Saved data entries
------------------------------------------------------------------------

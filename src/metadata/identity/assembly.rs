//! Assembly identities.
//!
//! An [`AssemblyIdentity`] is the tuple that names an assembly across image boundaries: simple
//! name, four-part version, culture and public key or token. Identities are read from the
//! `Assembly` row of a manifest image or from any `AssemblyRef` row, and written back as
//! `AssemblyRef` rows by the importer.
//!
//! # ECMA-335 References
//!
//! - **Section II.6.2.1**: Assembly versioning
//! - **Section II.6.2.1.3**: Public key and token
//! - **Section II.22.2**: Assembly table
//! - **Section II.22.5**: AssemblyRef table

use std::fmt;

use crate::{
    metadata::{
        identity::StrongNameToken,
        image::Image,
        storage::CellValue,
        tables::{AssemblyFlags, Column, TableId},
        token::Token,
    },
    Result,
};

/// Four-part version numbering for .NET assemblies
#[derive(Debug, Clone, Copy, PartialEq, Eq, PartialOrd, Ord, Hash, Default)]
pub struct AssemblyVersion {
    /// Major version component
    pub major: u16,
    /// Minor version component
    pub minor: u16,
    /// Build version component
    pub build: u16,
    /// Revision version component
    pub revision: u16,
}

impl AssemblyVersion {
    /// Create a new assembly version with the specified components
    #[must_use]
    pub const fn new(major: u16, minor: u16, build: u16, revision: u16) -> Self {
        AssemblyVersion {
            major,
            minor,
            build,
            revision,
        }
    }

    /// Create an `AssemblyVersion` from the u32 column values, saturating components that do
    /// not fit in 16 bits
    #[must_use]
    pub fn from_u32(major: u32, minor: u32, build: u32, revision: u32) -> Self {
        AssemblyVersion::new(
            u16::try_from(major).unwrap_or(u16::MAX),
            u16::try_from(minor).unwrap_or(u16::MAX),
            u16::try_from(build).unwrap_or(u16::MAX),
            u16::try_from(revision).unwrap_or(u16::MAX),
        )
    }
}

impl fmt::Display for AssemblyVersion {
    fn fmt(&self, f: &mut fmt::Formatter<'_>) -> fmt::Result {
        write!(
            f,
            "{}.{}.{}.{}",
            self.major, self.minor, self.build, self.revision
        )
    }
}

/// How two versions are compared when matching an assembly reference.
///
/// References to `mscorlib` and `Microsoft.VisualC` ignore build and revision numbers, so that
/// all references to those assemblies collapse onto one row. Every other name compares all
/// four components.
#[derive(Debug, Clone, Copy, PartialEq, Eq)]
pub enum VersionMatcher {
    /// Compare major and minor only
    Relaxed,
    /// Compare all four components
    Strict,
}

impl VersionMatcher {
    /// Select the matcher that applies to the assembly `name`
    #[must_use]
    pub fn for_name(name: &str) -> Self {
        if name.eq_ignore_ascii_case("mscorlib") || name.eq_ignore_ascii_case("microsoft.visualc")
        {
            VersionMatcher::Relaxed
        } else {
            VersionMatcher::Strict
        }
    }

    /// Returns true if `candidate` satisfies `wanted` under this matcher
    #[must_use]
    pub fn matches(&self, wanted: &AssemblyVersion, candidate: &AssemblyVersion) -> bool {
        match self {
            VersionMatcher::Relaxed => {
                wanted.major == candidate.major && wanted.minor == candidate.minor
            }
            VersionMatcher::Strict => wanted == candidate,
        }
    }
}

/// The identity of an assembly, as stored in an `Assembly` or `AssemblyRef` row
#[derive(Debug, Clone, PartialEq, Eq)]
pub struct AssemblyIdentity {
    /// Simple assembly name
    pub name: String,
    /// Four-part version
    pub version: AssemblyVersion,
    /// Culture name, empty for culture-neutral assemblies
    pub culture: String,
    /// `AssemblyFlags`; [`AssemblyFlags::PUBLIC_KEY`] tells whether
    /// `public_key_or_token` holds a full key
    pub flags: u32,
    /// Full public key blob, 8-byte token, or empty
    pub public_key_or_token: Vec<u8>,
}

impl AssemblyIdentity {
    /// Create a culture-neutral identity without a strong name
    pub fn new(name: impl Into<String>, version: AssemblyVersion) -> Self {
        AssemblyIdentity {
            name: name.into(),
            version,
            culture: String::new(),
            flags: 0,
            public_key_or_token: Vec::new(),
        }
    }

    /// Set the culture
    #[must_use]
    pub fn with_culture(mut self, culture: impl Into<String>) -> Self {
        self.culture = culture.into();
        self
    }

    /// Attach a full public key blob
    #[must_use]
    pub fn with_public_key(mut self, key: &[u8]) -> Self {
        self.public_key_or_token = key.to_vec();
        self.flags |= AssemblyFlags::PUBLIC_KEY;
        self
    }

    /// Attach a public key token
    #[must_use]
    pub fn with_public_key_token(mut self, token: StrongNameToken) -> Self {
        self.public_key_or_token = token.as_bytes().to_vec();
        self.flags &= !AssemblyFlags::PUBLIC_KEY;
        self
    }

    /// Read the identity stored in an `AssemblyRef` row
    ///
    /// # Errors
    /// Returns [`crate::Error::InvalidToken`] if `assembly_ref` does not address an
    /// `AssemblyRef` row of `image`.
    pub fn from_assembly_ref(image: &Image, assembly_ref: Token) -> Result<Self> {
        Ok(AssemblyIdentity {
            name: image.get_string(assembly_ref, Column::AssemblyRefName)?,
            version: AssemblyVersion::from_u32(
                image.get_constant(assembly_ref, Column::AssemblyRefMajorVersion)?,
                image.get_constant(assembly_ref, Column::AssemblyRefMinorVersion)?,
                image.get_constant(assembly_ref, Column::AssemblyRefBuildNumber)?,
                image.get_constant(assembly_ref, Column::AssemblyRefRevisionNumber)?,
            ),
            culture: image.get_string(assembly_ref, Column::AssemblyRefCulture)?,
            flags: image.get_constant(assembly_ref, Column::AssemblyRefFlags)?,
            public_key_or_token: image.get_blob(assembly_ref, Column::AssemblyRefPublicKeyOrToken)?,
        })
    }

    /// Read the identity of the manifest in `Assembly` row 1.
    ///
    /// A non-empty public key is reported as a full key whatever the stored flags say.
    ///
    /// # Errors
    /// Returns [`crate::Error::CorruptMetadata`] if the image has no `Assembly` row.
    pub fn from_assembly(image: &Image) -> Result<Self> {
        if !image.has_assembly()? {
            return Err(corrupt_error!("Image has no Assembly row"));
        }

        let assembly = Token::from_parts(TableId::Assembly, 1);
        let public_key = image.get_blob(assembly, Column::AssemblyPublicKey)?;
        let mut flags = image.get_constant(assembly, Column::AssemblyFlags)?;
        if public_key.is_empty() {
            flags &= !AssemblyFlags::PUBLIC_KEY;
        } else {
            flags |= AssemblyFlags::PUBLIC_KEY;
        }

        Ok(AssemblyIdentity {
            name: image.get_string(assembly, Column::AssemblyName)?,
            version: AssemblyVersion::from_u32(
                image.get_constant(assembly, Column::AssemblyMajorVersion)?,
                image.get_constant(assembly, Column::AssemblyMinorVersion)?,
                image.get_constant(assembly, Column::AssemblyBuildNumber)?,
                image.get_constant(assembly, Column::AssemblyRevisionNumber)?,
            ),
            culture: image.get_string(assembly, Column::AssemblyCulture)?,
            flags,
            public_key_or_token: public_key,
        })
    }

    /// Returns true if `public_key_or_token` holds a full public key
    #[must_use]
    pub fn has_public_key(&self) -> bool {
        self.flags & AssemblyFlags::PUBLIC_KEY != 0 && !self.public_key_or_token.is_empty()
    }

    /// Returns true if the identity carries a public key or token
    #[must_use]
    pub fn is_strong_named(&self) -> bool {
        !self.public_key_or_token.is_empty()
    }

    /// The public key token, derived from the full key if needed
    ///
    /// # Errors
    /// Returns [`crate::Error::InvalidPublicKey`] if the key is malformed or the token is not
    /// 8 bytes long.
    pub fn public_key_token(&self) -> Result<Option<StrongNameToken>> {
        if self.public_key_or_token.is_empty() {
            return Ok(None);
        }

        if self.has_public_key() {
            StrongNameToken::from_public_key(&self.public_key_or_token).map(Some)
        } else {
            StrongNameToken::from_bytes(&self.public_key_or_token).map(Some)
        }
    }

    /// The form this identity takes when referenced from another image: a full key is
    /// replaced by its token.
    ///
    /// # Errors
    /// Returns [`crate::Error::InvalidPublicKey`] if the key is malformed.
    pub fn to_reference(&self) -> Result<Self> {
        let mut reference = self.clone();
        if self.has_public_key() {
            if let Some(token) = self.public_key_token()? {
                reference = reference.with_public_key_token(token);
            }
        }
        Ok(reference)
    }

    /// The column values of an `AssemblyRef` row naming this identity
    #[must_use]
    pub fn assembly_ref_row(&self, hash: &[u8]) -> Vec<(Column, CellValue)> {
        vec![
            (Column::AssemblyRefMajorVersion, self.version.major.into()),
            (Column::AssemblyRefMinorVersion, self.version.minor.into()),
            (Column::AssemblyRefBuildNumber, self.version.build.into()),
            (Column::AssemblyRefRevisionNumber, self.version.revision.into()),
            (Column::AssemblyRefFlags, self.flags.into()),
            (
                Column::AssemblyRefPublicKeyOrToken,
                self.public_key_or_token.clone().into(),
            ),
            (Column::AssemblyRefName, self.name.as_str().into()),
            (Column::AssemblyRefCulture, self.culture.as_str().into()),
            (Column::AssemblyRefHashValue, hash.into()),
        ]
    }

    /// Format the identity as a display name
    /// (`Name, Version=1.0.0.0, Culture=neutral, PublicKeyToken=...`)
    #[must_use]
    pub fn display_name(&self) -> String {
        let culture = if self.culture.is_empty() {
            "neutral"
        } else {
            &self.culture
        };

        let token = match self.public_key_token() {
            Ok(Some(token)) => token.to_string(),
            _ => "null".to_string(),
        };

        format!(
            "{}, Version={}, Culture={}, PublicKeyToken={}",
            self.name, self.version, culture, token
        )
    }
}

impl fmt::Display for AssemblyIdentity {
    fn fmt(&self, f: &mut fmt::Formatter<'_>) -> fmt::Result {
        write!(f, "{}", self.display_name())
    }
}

------------------------------------------------------------------------

- Task brief:
Check each line above for "AssemblyRefCulture" and please state only how many have it.

- Your solution:
2